Il faut ensuite développer des outils d'analyse de séquences afin de pouvoir déterminer leurs propriétés.
- Recherche de protéines à partir de la traduction de séquences nucléiques connues. Celle-ci passe par la détermination des phases ouvertes de lecture d'une séquence nucléique et de sa ou ses traduction(s) probables.
- Recherche de séquences dans une banque de données à partir d'une autre séquence ou d'un fragment de séquence. Les logiciels les plus fréquemment utilisés sont de la famille BLAST (blast, blastp, blastx, tblastx et leurs dérivés).
- Alignement de séquences : pour trouver les ressemblances entre deux séquences et déterminer leurs éventuelles homologies. Les alignements sont à la base de la construction de parentés suivant des critères moléculaires, ou encore de la reconnaissance de motifs particuliers dans une protéine à partir de la séquence de celle-ci.

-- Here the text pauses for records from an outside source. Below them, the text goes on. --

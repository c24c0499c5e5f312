//! Shared utilities for the Roomwatch server and client binaries.

pub mod logger;

pub use logger::setup_logger;
//! HTTP API endpoint handlers.

use std::sync::Arc;

use axum::{
    Json,
    body::Bytes,
    extract::State,
    http::{HeaderMap, header::AUTHORIZATION},
};

use crate::{
    domain::{CallerId, MeetingId},
    infrastructure::dto::http::{CheckRoomStatusRequestDto, RoomStatusResponseDto},
    ui::{error::ApiError, state::AppState},
    usecase::CheckRoomStatusUseCase,
};

/// Health check endpoint
pub async fn health_check() -> Json<serde_json::Value> {
    Json(serde_json::json!({"status": "ok"}))
}

/// Report whether the meeting's video room has participants.
///
/// Provider failures still answer 200 so a polling client keeps polling.
/// Only a missing caller (401), a missing meeting id (400) or an
/// unparseable body (500) end the request early.
pub async fn check_room_status(
    State(state): State<Arc<AppState>>,
    headers: HeaderMap,
    body: Bytes,
) -> Result<Json<RoomStatusResponseDto>, ApiError> {
    // 1. 呼び出し元 ID（存在チェックのみ）
    let caller_id = headers
        .get(AUTHORIZATION)
        .map(|value| String::from_utf8_lossy(value.as_bytes()).into_owned())
        .and_then(|value| CallerId::new(value).ok())
        .ok_or(ApiError::Unauthorized)?;

    // 2. リクエストボディ
    let request: CheckRoomStatusRequestDto =
        serde_json::from_slice(&body).map_err(|e| ApiError::Unexpected(e.to_string()))?;

    // 3. ミーティング ID
    let meeting_id = request
        .meeting_id_text()
        .and_then(|id| MeetingId::new(id).ok())
        .ok_or(ApiError::MeetingIdRequired)?;

    let usecase = CheckRoomStatusUseCase::new(state.provider.clone());
    let status = usecase.execute(&caller_id, &meeting_id).await;

    Ok(Json(RoomStatusResponseDto::from(&status)))
}
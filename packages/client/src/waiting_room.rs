//! Waiting room: poll until the host joins.

use std::time::Duration;

use tokio::time::Instant;

use crate::status_client::RoomStatusClient;

/// How a wait ended.
#[derive(Debug, Clone, PartialEq, Eq)]
pub enum WaitOutcome {
    /// Someone is in the room.
    HostJoined {
        participant_count: usize,
        attempts: u32,
    },
    /// `max_wait` elapsed without anyone joining.
    TimedOut { attempts: u32 },
}

/// Polls the room status endpoint at a fixed interval.
///
/// Errors reported by the server do not end the wait; they are logged and
/// the next poll goes ahead.
pub struct WaitingRoom {
    client: RoomStatusClient,
    interval: Duration,
    max_wait: Duration,
}

impl WaitingRoom {
    pub fn new(client: RoomStatusClient, interval: Duration, max_wait: Duration) -> Self {
        Self {
            client,
            interval,
            max_wait,
        }
    }

    pub async fn wait_for_host(&self, meeting_id: &str) -> WaitOutcome {
        let started = Instant::now();
        let mut attempts = 0;

        loop {
            attempts += 1;
            let status = self.client.check(meeting_id).await;

            if status.has_participants {
                tracing::info!(
                    "Host joined meeting {} ({} participant(s)) after {} poll(s)",
                    meeting_id,
                    status.participant_count,
                    attempts
                );
                return WaitOutcome::HostJoined {
                    participant_count: status.participant_count,
                    attempts,
                };
            }

            match &status.error {
                Some(error) => tracing::warn!("Poll {} failed: {}", attempts, error),
                None if status.room_exists => {
                    tracing::info!("Room is open, waiting for the host to join...")
                }
                None => tracing::info!("Room not started yet, waiting..."),
            }

            if started.elapsed() + self.interval > self.max_wait {
                tracing::warn!("Gave up waiting for meeting {} after {} poll(s)", meeting_id, attempts);
                return WaitOutcome::TimedOut { attempts };
            }

            tokio::time::sleep(self.interval).await;
        }
    }
}
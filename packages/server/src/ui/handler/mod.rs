//! Handler modules for HTTP endpoints.

pub mod http;

// Re-export HTTP handlers
pub use http::{check_room_status, health_check};
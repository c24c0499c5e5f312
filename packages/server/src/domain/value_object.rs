//! Value Objects for domain models.
//!
//! Value Objects are immutable objects that represent values in the domain.
//! They are compared by their value, not by identity.

use serde::{Deserialize, Serialize};
use std::fmt;

use super::error::ValueObjectError;

/// Prefix shared by every meeting room name.
const ROOM_NAME_PREFIX: &str = "meeting-";

/// Caller identity value object.
///
/// Opaque string taken from the `Authorization` header. Only its presence
/// is checked here; nothing verifies it.
#[derive(Debug, Clone, PartialEq, Eq, Hash, Serialize, Deserialize)]
pub struct CallerId(String);

impl CallerId {
    /// Create a new CallerId.
    ///
    /// # Arguments
    ///
    /// * `id` - The raw header value
    ///
    /// # Returns
    ///
    /// A Result containing the CallerId or an error if validation fails
    pub fn new(id: String) -> Result<Self, ValueObjectError> {
        if id.is_empty() {
            return Err(ValueObjectError::CallerIdEmpty);
        }
        Ok(Self(id))
    }

    /// Get the inner string value.
    pub fn as_str(&self) -> &str {
        &self.0
    }
}

impl fmt::Display for CallerId {
    fn fmt(&self, f: &mut fmt::Formatter<'_>) -> fmt::Result {
        write!(f, "{}", self.0)
    }
}

/// Meeting identifier value object.
#[derive(Debug, Clone, PartialEq, Eq, Hash, Serialize, Deserialize)]
pub struct MeetingId(String);

impl MeetingId {
    /// Create a new MeetingId.
    ///
    /// # Arguments
    ///
    /// * `id` - The meeting identifier string
    ///
    /// # Returns
    ///
    /// A Result containing the MeetingId or an error if validation fails
    pub fn new(id: String) -> Result<Self, ValueObjectError> {
        if id.is_empty() {
            return Err(ValueObjectError::MeetingIdEmpty);
        }
        Ok(Self(id))
    }

    /// Get the inner string value.
    pub fn as_str(&self) -> &str {
        &self.0
    }
}

impl fmt::Display for MeetingId {
    fn fmt(&self, f: &mut fmt::Formatter<'_>) -> fmt::Result {
        write!(f, "{}", self.0)
    }
}

/// Provider-side unique name of a meeting room.
///
/// Always derived from a [`MeetingId`], never parsed from input.
#[derive(Debug, Clone, PartialEq, Eq, Hash)]
pub struct RoomName(String);

impl RoomName {
    /// Derive the room name for a meeting: `"meeting-" + meeting_id`.
    pub fn for_meeting(meeting_id: &MeetingId) -> Self {
        Self(format!("{ROOM_NAME_PREFIX}{}", meeting_id.as_str()))
    }

    /// Get the inner string value.
    pub fn as_str(&self) -> &str {
        &self.0
    }
}

impl fmt::Display for RoomName {
    fn fmt(&self, f: &mut fmt::Formatter<'_>) -> fmt::Result {
        write!(f, "{}", self.0)
    }
}

/// Opaque room handle assigned by the provider.
#[derive(Debug, Clone, PartialEq, Eq, Hash, Serialize, Deserialize)]
pub struct RoomSid(String);

impl RoomSid {
    /// Create a new RoomSid.
    pub fn new(sid: String) -> Result<Self, ValueObjectError> {
        if sid.is_empty() {
            return Err(ValueObjectError::RoomSidEmpty);
        }
        Ok(Self(sid))
    }

    /// Get the inner string value.
    pub fn as_str(&self) -> &str {
        &self.0
    }
}

impl fmt::Display for RoomSid {
    fn fmt(&self, f: &mut fmt::Formatter<'_>) -> fmt::Result {
        write!(f, "{}", self.0)
    }
}
//! Domain entities for the room status service.

use super::value_object::RoomSid;

/// Message reported when a room lookup fails for a reason the provider
/// did not classify.
pub const ROOM_CHECK_FAILED: &str = "Room check failed";

/// An in-progress room as reported by the provider.
#[derive(Debug, Clone, PartialEq, Eq)]
pub struct ProviderRoom {
    pub sid: RoomSid,
}

/// A participant connected to a room. Only the count is used.
#[derive(Debug, Clone, PartialEq, Eq)]
pub struct ProviderParticipant {
    pub sid: String,
    pub identity: Option<String>,
}

/// Normalized outcome of a room status check.
///
/// Each variant fixes which response fields are meaningful, so
/// `has_participants() == room_exists() && participant_count > 0`
/// holds for every value.
#[derive(Debug, Clone, PartialEq, Eq)]
pub enum RoomStatus {
    /// No in-progress room carries the meeting's room name.
    NotFound,

    /// The room lookup itself failed.
    CheckFailed { reason: String },

    /// The room exists but its participant list could not be fetched.
    ParticipantsUnavailable,

    /// The room exists and its participants were counted.
    Active { participant_count: usize },
}

impl RoomStatus {
    /// Build the status for a room whose participants were listed.
    pub fn with_participants(participants: &[ProviderParticipant]) -> Self {
        Self::Active {
            participant_count: participants.len(),
        }
    }

    pub fn room_exists(&self) -> bool {
        matches!(self, Self::ParticipantsUnavailable | Self::Active { .. })
    }

    pub fn has_participants(&self) -> bool {
        matches!(self, Self::Active { participant_count } if *participant_count > 0)
    }

    /// Participant count, or `None` when the response omits it.
    pub fn participant_count(&self) -> Option<usize> {
        match self {
            Self::NotFound | Self::ParticipantsUnavailable => Some(0),
            Self::Active { participant_count } => Some(*participant_count),
            Self::CheckFailed { .. } => None,
        }
    }

    pub fn error(&self) -> Option<&str> {
        match self {
            Self::CheckFailed { reason } => Some(reason.as_str()),
            _ => None,
        }
    }
}
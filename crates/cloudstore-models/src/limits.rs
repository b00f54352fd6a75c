//! Security limits for snapshot decoding.
//!
//! All snapshot allocations are bounded by these constants so the decoder can
//! safely handle untrusted input.

/// Magic bytes for an uncompressed snapshot.
pub const MAGIC_UNCOMPRESSED: &[u8; 4] = b"CSNP";

/// Magic bytes for a zstd-compressed snapshot.
pub const MAGIC_COMPRESSED: &[u8; 4] = b"CSNZ";

/// Current snapshot format version.
pub const FORMAT_VERSION: u8 = 1;

/// Minimum snapshot format version this crate can decode.
pub const MIN_FORMAT_VERSION: u8 = 1;

/// Maximum encoded length of a varint (64-bit).
pub const MAX_VARINT_BYTES: usize = 10;

/// Maximum byte length of the stripped document text.
pub const MAX_DOCUMENT_TEXT: usize = 64 * 1024 * 1024;

/// Maximum byte length of a single serialized entry.
pub const MAX_ENTRY_TEXT: usize = 16 * 1024 * 1024;

/// Maximum number of entries in one snapshot.
pub const MAX_ENTRY_COUNT: usize = 1_000_000;

/// Maximum decompressed size of a compressed snapshot.
pub const MAX_SNAPSHOT_SIZE: usize = 256 * 1024 * 1024;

- Recherche de motifs ou structures consensus pour caractériser les séquences.
La bioinformatique intervient aussi dans le séquençage, avec par exemple l'utilisation de puces à ADN ou biopuce. Le principe d'une telle puce repose sur la particularité de reformer spontanément la double hélice de l’acide désoxyribonucléique face au brin complémentaire. Les quatre molécules de base de l'ADN ont en effet la particularité de s'unir deux à deux. Si un patient est porteur d'une maladie, les brins extraits de l'ADN d'un patient, vont hybrider avec les brins d'ADN synthétiques représentatifs de la condition analysée par exemple la maladie.
Aujourd’hui la bioinformatique s’affaire majoritairement dans l’analyse de données de séquençage issues du Haut débit. C’est à dire de technologie nouvelles créées afin de générer, non pas des dizaines et centaines de nucléotides à la fois mais des centaines de milliers voir des millions ou milliards. Les analyses de nouvelle génération nécessitent les même méthodologies et réflexions que les anciennes technologies néanmoins celles ci doivent être adaptées à une quantité de données de masse. Ainsi les algorithmes doivent être optimisés et surtout le matériel informatique utilisé doit être suffisamment puissant.